*Work order*:
Below are some records. Print exactly the lines between the one holding "filename flotilla-core/src/analyzer.rs" and the one holding "its apps aborts", inclusive, and nothing else.

[Data items]
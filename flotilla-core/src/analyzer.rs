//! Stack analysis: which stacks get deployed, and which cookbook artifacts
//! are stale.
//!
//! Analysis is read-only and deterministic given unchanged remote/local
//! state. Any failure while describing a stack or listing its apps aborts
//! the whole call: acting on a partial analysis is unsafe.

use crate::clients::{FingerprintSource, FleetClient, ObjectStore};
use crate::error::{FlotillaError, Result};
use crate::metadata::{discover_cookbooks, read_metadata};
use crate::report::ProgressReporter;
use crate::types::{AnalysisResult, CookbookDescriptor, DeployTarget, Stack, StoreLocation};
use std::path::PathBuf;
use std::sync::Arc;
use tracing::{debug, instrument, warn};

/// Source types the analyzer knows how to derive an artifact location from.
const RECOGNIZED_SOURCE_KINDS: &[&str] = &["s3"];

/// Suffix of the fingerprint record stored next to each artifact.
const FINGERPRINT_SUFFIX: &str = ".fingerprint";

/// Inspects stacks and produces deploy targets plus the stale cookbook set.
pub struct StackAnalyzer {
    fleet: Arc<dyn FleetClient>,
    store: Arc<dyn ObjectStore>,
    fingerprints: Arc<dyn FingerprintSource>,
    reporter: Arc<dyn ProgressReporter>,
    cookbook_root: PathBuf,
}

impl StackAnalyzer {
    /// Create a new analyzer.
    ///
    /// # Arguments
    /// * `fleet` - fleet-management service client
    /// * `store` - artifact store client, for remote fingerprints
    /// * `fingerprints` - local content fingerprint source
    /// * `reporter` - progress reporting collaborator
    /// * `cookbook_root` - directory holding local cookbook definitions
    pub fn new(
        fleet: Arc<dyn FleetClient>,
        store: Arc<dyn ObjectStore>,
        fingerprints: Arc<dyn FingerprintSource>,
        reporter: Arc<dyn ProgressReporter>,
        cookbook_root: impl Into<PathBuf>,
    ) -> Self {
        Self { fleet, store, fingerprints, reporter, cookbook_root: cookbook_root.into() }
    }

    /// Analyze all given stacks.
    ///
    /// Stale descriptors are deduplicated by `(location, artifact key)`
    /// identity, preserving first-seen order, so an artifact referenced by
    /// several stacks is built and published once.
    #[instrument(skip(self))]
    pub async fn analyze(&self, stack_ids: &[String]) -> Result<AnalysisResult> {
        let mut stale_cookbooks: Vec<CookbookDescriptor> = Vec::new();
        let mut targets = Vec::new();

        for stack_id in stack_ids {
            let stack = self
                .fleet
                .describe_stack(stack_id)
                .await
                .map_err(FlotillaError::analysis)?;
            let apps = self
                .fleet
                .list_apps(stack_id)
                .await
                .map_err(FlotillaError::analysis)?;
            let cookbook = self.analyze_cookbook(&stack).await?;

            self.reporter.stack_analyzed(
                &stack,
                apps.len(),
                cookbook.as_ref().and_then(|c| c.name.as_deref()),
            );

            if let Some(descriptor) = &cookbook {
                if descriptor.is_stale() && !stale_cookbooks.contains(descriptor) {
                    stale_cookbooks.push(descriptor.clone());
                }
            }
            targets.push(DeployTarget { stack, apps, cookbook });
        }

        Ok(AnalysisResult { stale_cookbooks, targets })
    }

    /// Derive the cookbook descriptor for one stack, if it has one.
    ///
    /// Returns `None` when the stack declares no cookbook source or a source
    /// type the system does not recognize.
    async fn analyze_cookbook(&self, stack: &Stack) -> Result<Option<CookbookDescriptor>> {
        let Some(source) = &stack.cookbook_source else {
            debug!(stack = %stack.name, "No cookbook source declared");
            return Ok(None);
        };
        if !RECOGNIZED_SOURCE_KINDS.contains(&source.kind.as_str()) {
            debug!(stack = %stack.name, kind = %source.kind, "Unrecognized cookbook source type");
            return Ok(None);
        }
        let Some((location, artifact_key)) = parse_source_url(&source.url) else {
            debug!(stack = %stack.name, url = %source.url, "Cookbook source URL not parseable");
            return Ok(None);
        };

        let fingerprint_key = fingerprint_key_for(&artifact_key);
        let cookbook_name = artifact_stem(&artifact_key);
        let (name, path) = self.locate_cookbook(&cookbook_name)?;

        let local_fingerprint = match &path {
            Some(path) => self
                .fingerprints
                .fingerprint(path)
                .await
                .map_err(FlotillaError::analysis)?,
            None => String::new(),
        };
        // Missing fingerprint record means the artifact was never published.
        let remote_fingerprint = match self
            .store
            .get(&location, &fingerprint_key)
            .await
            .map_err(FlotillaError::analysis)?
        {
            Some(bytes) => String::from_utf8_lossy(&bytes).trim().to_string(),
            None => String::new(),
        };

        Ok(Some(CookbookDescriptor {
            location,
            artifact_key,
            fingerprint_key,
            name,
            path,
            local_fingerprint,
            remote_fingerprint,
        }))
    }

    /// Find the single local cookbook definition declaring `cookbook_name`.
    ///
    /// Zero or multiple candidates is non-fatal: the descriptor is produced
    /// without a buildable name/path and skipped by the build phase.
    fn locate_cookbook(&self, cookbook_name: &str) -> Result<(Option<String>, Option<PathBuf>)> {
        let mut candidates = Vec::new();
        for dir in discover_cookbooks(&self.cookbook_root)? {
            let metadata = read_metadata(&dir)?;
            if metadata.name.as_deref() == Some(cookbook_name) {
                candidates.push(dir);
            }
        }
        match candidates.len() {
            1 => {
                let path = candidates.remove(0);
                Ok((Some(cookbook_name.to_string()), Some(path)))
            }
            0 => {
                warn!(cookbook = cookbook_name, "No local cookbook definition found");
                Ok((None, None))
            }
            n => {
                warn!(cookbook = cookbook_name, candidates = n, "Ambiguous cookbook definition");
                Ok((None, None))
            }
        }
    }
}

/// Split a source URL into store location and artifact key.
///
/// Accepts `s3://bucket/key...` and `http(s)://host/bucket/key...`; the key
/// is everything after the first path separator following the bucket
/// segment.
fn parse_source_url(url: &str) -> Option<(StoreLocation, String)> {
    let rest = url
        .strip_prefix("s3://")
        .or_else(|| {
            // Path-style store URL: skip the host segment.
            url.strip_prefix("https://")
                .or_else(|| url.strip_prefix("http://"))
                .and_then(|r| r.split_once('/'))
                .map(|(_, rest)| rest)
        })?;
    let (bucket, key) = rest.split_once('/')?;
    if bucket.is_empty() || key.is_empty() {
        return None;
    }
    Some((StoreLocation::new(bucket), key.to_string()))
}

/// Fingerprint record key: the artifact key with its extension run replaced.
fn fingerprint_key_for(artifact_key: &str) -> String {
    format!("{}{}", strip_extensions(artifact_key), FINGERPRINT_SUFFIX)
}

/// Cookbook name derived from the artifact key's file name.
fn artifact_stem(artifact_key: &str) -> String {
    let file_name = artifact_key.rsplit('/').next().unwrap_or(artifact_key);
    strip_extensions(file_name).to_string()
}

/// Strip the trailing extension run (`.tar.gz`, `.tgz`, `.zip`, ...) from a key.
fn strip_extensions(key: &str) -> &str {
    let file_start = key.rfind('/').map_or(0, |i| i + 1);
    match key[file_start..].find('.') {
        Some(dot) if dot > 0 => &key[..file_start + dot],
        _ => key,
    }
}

--

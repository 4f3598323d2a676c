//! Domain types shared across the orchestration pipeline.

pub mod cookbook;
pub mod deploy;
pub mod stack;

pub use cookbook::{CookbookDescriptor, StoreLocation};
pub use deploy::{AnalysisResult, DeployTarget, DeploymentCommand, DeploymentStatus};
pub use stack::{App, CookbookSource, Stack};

---

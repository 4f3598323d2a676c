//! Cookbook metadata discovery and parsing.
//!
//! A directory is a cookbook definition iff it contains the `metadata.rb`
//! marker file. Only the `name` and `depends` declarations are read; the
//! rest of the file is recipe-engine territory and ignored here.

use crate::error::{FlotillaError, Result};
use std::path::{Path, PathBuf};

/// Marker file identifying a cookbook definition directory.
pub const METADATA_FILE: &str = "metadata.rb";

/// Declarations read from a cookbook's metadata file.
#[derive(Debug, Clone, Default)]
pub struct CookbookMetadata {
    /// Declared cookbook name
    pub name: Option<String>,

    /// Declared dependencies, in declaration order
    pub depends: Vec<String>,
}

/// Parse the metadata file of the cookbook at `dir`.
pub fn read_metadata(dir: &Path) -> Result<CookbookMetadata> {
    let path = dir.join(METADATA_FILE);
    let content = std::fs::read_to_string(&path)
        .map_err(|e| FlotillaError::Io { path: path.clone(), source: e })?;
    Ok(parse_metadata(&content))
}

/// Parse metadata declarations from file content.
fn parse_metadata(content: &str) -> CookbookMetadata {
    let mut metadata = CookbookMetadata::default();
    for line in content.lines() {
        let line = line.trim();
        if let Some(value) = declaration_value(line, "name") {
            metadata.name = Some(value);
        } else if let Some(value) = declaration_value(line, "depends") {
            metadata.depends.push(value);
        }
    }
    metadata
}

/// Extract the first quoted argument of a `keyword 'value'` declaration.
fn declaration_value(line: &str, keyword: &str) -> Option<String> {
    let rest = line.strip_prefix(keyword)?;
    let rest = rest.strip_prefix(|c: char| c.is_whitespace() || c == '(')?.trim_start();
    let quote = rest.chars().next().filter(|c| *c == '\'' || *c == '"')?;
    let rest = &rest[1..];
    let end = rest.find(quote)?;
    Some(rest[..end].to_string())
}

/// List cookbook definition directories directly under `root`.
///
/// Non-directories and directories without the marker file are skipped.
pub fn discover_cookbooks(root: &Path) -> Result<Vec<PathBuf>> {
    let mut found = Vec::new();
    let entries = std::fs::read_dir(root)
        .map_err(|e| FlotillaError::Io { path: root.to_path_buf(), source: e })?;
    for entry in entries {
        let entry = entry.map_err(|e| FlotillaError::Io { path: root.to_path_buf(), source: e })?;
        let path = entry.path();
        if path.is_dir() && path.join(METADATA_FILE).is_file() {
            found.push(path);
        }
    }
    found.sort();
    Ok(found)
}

*Exercise answer*:
filename flotilla-core/src/analyzer.rs
//! Stack analysis: which stacks get deployed, and which cookbook artifacts
//! are stale.
//!
//! Analysis is read-only and deterministic given unchanged remote/local
//! state. Any failure while describing a stack or listing its apps aborts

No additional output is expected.